[[ Records supplied open ]]
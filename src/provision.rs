// SPDX-License-Identifier: AGPL-3.0-or-later
//
// Copyright (C) 2025 Daniel Negri
//
// This program is free software: you can redistribute it and/or modify
// it under the terms of the GNU Affero General Public License as published by
// the Free Software Foundation, either version 3 of the License, or
// (at your option) any later version.
//
// This program is distributed in the hope that it will be useful,
// but WITHOUT ANY WARRANTY; without even the implied warranty of
// MERCHANTABILITY or FITNESS FOR A PARTICULAR PURPOSE. See the
// GNU Affero General Public License for more details.
//
// You should have received a copy of the GNU Affero General Public License
// along with this program. If not, see <https://www.gnu.org/licenses/>.

//! Create-if-absent for profiles and cards.
//!
//! A customer device and a staff device may touch the same customer for the
//! first time at once. Both try to insert; the loser sees a unique-key
//! collision and re-reads the winner's row.

use crate::base::UserId;
use crate::card::LoyaltyCard;
use crate::profile::{CustomerProfile, ProfileDetails};
use crate::store::LoyaltyStore;
use crate::{LedgerError, StoreError};
use std::sync::Arc;
use tracing::{debug, error, warn};

pub struct Provisioner {
    store: Arc<dyn LoyaltyStore>,
}

impl Provisioner {
    pub fn new(store: Arc<dyn LoyaltyStore>) -> Self {
        Self { store }
    }

    /// Returns the user's profile, creating a placeholder if there is none.
    ///
    /// # Errors
    ///
    /// [`LedgerError::Provision`] if the store fails for any reason other
    /// than a lost creation race.
    pub fn ensure_profile(&self, user: UserId) -> Result<CustomerProfile, LedgerError> {
        let provision = |source: StoreError| LedgerError::Provision {
            entity: "profile",
            source,
        };

        if let Some(profile) = self.store.profile(user).map_err(provision)? {
            return Ok(profile);
        }

        match self.store.insert_profile(CustomerProfile::placeholder(user)) {
            Ok(profile) => {
                debug!(%user, "profile created");
                Ok(profile)
            }
            Err(StoreError::UniqueViolation) => {
                warn!(%user, "profile created concurrently, re-reading");
                self.store
                    .profile(user)
                    .map_err(provision)?
                    .ok_or_else(|| provision(StoreError::NotFound))
            }
            Err(e) => {
                error!(%user, error = %e, "profile creation failed");
                Err(provision(e))
            }
        }
    }

    /// Returns the user's card, creating a zeroed one if there is none.
    ///
    /// # Errors
    ///
    /// [`LedgerError::Provision`] if the store fails for any reason other
    /// than a lost creation race.
    pub fn ensure_card(&self, user: UserId) -> Result<LoyaltyCard, LedgerError> {
        let provision = |source: StoreError| LedgerError::Provision {
            entity: "card",
            source,
        };

        if let Some(card) = self.store.card(user).map_err(provision)? {
            return Ok(card);
        }

        match self.store.insert_card(user) {
            Ok(card) => {
                debug!(%user, card = %card.id, "card created");
                Ok(card)
            }
            Err(StoreError::UniqueViolation) => {
                warn!(%user, "card created concurrently, re-reading");
                self.store
                    .card(user)
                    .map_err(provision)?
                    .ok_or_else(|| provision(StoreError::NotFound))
            }
            Err(e) => {
                error!(%user, error = %e, "card creation failed");
                Err(provision(e))
            }
        }
    }

    /// Saves the profile-completion form.
    ///
    /// Required fields are checked before anything is written. The profile
    /// is provisioned first if needed; its role is never changed here.
    pub fn complete_profile(
        &self,
        user: UserId,
        details: ProfileDetails,
    ) -> Result<CustomerProfile, LedgerError> {
        let details = details.validate()?;
        let mut profile = self.ensure_profile(user)?;
        profile.apply(details);
        Ok(self.store.update_profile(profile)?)
    }
}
[[ Records supplied closed ]]
*Directions for this task*
Extract every line of the records above that contains the word "none".

*Answer space*
    /// Returns the user's profile, creating a placeholder if there is none.
    /// Returns the user's card, creating a zeroed one if there is none.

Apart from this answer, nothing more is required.